Saved data entries:
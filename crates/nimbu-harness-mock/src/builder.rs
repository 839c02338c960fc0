// crates/nimbu-harness-mock/src/builder.rs
// ============================================================================
// Module: Mock Builder
// Description: Per-kind builders and the tagged dispatch over handler kinds.
// Purpose: Produce request/response pairs wired to a shared rejection sink.
// Dependencies: nimbu-harness-core, crate::request, crate::response
// ============================================================================

//! ## Overview
//! The builder owns the rejection sink shared by every response it creates.
//! Five per-kind operations return typed request/response pairs; the tagged
//! [`MockAttributes`] sum plus an exhaustive match in [`MockBuilder::build`]
//! give the dispatch a static guarantee that the kind tag and the attribute
//! shape agree.
//! Invariants:
//! - Builders never fail: required fields are constructor inputs and every
//!   other field has a kind-specific default.
//! - All responses built by one builder forward errors into the same sink.

// ============================================================================
// SECTION: Imports
// ============================================================================

use std::sync::Arc;

use nimbu_harness_core::HandlerKind;

use crate::rejection::RecordingRejectionSink;
use crate::rejection::SharedSink;
use crate::request::CallbackAttributes;
use crate::request::CallbackRequest;
use crate::request::ExtensionAttributes;
use crate::request::ExtensionRequest;
use crate::request::FunctionAttributes;
use crate::request::FunctionRequest;
use crate::request::JobAttributes;
use crate::request::JobRequest;
use crate::request::RouteAttributes;
use crate::request::RouteRequest;
use crate::response::CallbackResponse;
use crate::response::ExtensionResponse;
use crate::response::RouteResponse;
use crate::response::TaskResponse;

// ============================================================================
// SECTION: Tagged Attributes
// ============================================================================

/// Kind-tagged attributes for the dispatching build operation.
///
/// # Invariants
/// - Each variant carries exactly the attribute shape of its kind; the tag
///   and the shape cannot disagree.
#[derive(Debug, Clone, PartialEq, Eq)]
pub enum MockAttributes {
    /// Callback mock attributes.
    Callback(CallbackAttributes),
    /// Route mock attributes.
    Route(RouteAttributes),
    /// Job mock attributes.
    Job(JobAttributes),
    /// Function mock attributes.
    Function(FunctionAttributes),
    /// Extension mock attributes.
    Extension(ExtensionAttributes),
}

impl MockAttributes {
    /// Returns the handler kind this attribute set belongs to.
    #[must_use]
    pub const fn kind(&self) -> HandlerKind {
        match self {
            Self::Callback(_) => HandlerKind::Callback,
            Self::Route(_) => HandlerKind::Route,
            Self::Job(_) => HandlerKind::Job,
            Self::Function(_) => HandlerKind::Function,
            Self::Extension(_) => HandlerKind::Extension,
        }
    }
}

// ============================================================================
// SECTION: Tagged Mocks
// ============================================================================

/// Kind-tagged request/response pair produced by the dispatcher.
#[derive(Debug, Clone)]
pub enum Mock {
    /// Callback request/response pair.
    Callback {
        /// Defaulted callback request.
        request: CallbackRequest,
        /// Instrumented callback response.
        response: CallbackResponse,
    },
    /// Route request/response pair.
    Route {
        /// Defaulted route request.
        request: RouteRequest,
        /// Instrumented route response.
        response: RouteResponse,
    },
    /// Job request/response pair.
    Job {
        /// Defaulted job request.
        request: JobRequest,
        /// Instrumented job response.
        response: TaskResponse,
    },
    /// Function request/response pair.
    Function {
        /// Defaulted function request.
        request: FunctionRequest,
        /// Instrumented function response.
        response: TaskResponse,
    },
    /// Extension request/response pair.
    Extension {
        /// Defaulted extension request.
        request: ExtensionRequest,
        /// Instrumented extension response.
        response: ExtensionResponse,
    },
}

impl Mock {
    /// Returns the handler kind of this pair.
    #[must_use]
    pub const fn kind(&self) -> HandlerKind {
        match self {
            Self::Callback { .. } => HandlerKind::Callback,
            Self::Route { .. } => HandlerKind::Route,
            Self::Job { .. } => HandlerKind::Job,
            Self::Function { .. } => HandlerKind::Function,
            Self::Extension { .. } => HandlerKind::Extension,
        }
    }
}

// ============================================================================
// SECTION: Mock Builder
// ============================================================================

/// Builder producing request/response pairs wired to one rejection sink.
#[derive(Clone)]
pub struct MockBuilder {
    /// Sink receiving every forwarded `error` invocation.
    sink: SharedSink,
}

impl MockBuilder {
    /// Creates a builder forwarding rejections into the given sink.
    #[must_use]
    pub fn new(sink: SharedSink) -> Self {
        Self { sink }
    }

    /// Creates a builder with a recording sink and returns both, so tests
    /// can assert on forwarded rejections.
    #[must_use]
    pub fn recording() -> (Self, RecordingRejectionSink) {
        let sink = RecordingRejectionSink::new();
        (Self::new(Arc::new(sink.clone())), sink)
    }

    /// Builds a callback request/response pair.
    #[must_use]
    pub fn callback(
        &self,
        attributes: CallbackAttributes,
    ) -> (CallbackRequest, CallbackResponse) {
        (attributes.into(), CallbackResponse::new(&self.sink))
    }

    /// Builds a route request/response pair.
    #[must_use]
    pub fn route(&self, attributes: RouteAttributes) -> (RouteRequest, RouteResponse) {
        (attributes.into(), RouteResponse::new(&self.sink))
    }

    /// Builds a job request/response pair.
    #[must_use]
    pub fn job(&self, attributes: JobAttributes) -> (JobRequest, TaskResponse) {
        (attributes.into(), TaskResponse::new(&self.sink))
    }

    /// Builds a function request/response pair with generated meta defaults.
    #[must_use]
    pub fn function(&self, attributes: FunctionAttributes) -> (FunctionRequest, TaskResponse) {
        (attributes.into(), TaskResponse::new(&self.sink))
    }

    /// Builds an extension request/response pair.
    #[must_use]
    pub fn extension(
        &self,
        attributes: ExtensionAttributes,
    ) -> (ExtensionRequest, ExtensionResponse) {
        (attributes.into(), ExtensionResponse::new(&self.sink))
    }

    /// Dispatches on the attribute tag and builds the matching pair.
    #[must_use]
    pub fn build(&self, attributes: MockAttributes) -> Mock {
        match attributes {
            MockAttributes::Callback(attributes) => {
                let (request, response) = self.callback(attributes);
                Mock::Callback { request, response }
            }
            MockAttributes::Route(attributes) => {
                let (request, response) = self.route(attributes);
                Mock::Route { request, response }
            }
            MockAttributes::Job(attributes) => {
                let (request, response) = self.job(attributes);
                Mock::Job { request, response }
            }
            MockAttributes::Function(attributes) => {
                let (request, response) = self.function(attributes);
                Mock::Function { request, response }
            }
            MockAttributes::Extension(attributes) => {
                let (request, response) = self.extension(attributes);
                Mock::Extension { request, response }
            }
        }
    }
}

impl Default for MockBuilder {
    fn default() -> Self {
        Self::new(Arc::new(RecordingRejectionSink::new()))
    }
}

impl std::fmt::Debug for MockBuilder {
    fn fmt(&self, f: &mut std::fmt::Formatter<'_>) -> std::fmt::Result {
        f.debug_struct("MockBuilder").finish_non_exhaustive()
    }
}
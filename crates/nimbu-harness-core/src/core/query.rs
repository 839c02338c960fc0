// crates/nimbu-harness-core/src/core/query.rs
// ============================================================================
// Module: Resolution Queries
// Description: Partial query types and structural subset matching.
// Purpose: Describe a desired handler and match it against captured calls.
// Dependencies: serde, serde_json
// ============================================================================

//! ## Overview
//! Queries are partial records: a captured registration matches a query iff
//! every field *present* in the query is deep-equal to the registration's
//! corresponding field. Absent fields are unconstrained, so a sparse query
//! can match several registrations; only the first in capture order is ever
//! returned. Queries are used for matching only and never stored.
//! Invariants:
//! - Deep equality is `serde_json::Value` equality on the constrained field.
//! - `slug: Some(Value::Null)` constrains "registered with no slug";
//!   `slug: None` leaves the slug unconstrained.

// ============================================================================
// SECTION: Imports
// ============================================================================

use serde::Deserialize;
use serde::Serialize;
use serde_json::Map;
use serde_json::Value;

// ============================================================================
// SECTION: Callback Query
// ============================================================================

/// Partial description of a lifecycle callback registration.
///
/// # Invariants
/// - `event` is always constrained and is validated against the event
///   vocabulary before any search.
#[derive(Debug, Clone, PartialEq, Eq, Serialize, Deserialize)]
pub struct CallbackQuery {
    /// Lifecycle event name the callback was registered for.
    pub event: String,
    /// Optional slug constraint; `None` is unconstrained.
    #[serde(skip_serializing_if = "Option::is_none")]
    pub slug: Option<Value>,
}

impl CallbackQuery {
    /// Creates a query constraining only the event name.
    #[must_use]
    pub fn new(event: impl Into<String>) -> Self {
        Self {
            event: event.into(),
            slug: None,
        }
    }

    /// Adds a slug constraint. Use `Value::Null` to require a slug-less
    /// registration.
    #[must_use]
    pub fn with_slug(mut self, slug: impl Into<Value>) -> Self {
        self.slug = Some(slug.into());
        self
    }

    /// Renders the query as a JSON echo for error messages.
    #[must_use]
    pub fn echo(&self) -> String {
        let mut spec = Map::new();
        spec.insert("event".to_string(), Value::String(self.event.clone()));
        if let Some(slug) = &self.slug {
            spec.insert("slug".to_string(), slug.clone());
        }
        Value::Object(spec).to_string()
    }
}

/// Returns true when a captured `(event, slug, ...)` tuple satisfies the
/// query's constrained fields.
#[must_use]
pub fn matches_callback(query: &CallbackQuery, args: &[Value]) -> bool {
    let Some(event) = args.first().and_then(Value::as_str) else {
        return false;
    };
    if event != query.event {
        return false;
    }
    match &query.slug {
        Some(expected) => args.get(1) == Some(expected),
        None => true,
    }
}

// ============================================================================
// SECTION: Extension Query
// ============================================================================

/// Partial description of a view extension registration.
///
/// The candidate side is the composite `{view, slug, name}` with `name`
/// drawn from the registration's metadata object.
///
/// # Invariants
/// - `view` is always constrained and is validated against the view
///   vocabulary before any search.
#[derive(Debug, Clone, PartialEq, Eq, Serialize, Deserialize)]
pub struct ExtensionQuery {
    /// View name the extension was registered against.
    pub view: String,
    /// Optional slug constraint; `None` is unconstrained.
    #[serde(skip_serializing_if = "Option::is_none")]
    pub slug: Option<Value>,
    /// Optional metadata name constraint; `None` is unconstrained.
    #[serde(skip_serializing_if = "Option::is_none")]
    pub name: Option<String>,
}

impl ExtensionQuery {
    /// Creates a query constraining only the view name.
    #[must_use]
    pub fn new(view: impl Into<String>) -> Self {
        Self {
            view: view.into(),
            slug: None,
            name: None,
        }
    }

    /// Adds a slug constraint. Use `Value::Null` to require a slug-less
    /// registration.
    #[must_use]
    pub fn with_slug(mut self, slug: impl Into<Value>) -> Self {
        self.slug = Some(slug.into());
        self
    }

    /// Adds a metadata name constraint.
    #[must_use]
    pub fn with_name(mut self, name: impl Into<String>) -> Self {
        self.name = Some(name.into());
        self
    }

    /// Renders the query as a JSON echo for error messages.
    #[must_use]
    pub fn echo(&self) -> String {
        let mut spec = Map::new();
        spec.insert("view".to_string(), Value::String(self.view.clone()));
        if let Some(slug) = &self.slug {
            spec.insert("slug".to_string(), slug.clone());
        }
        if let Some(name) = &self.name {
            spec.insert("name".to_string(), Value::String(name.clone()));
        }
        Value::Object(spec).to_string()
    }
}

/// Returns true when a captured `(view, slug, metadata, ...)` tuple
/// satisfies the query's constrained fields.
#[must_use]
pub fn matches_extension(query: &ExtensionQuery, args: &[Value]) -> bool {
    let Some(view) = args.first().and_then(Value::as_str) else {
        return false;
    };
    if view != query.view {
        return false;
    }
    if let Some(expected) = &query.slug {
        if args.get(1) != Some(expected) {
            return false;
        }
    }
    match &query.name {
        Some(expected) => {
            let name = args.get(2).and_then(|meta| meta.get("name"));
            name.and_then(Value::as_str) == Some(expected.as_str())
        }
        None => true,
    }
}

WORK ITEM – Compute the number of lines in the records that contain the string "captured", and return that number alone.

TASK SOLUTION – 4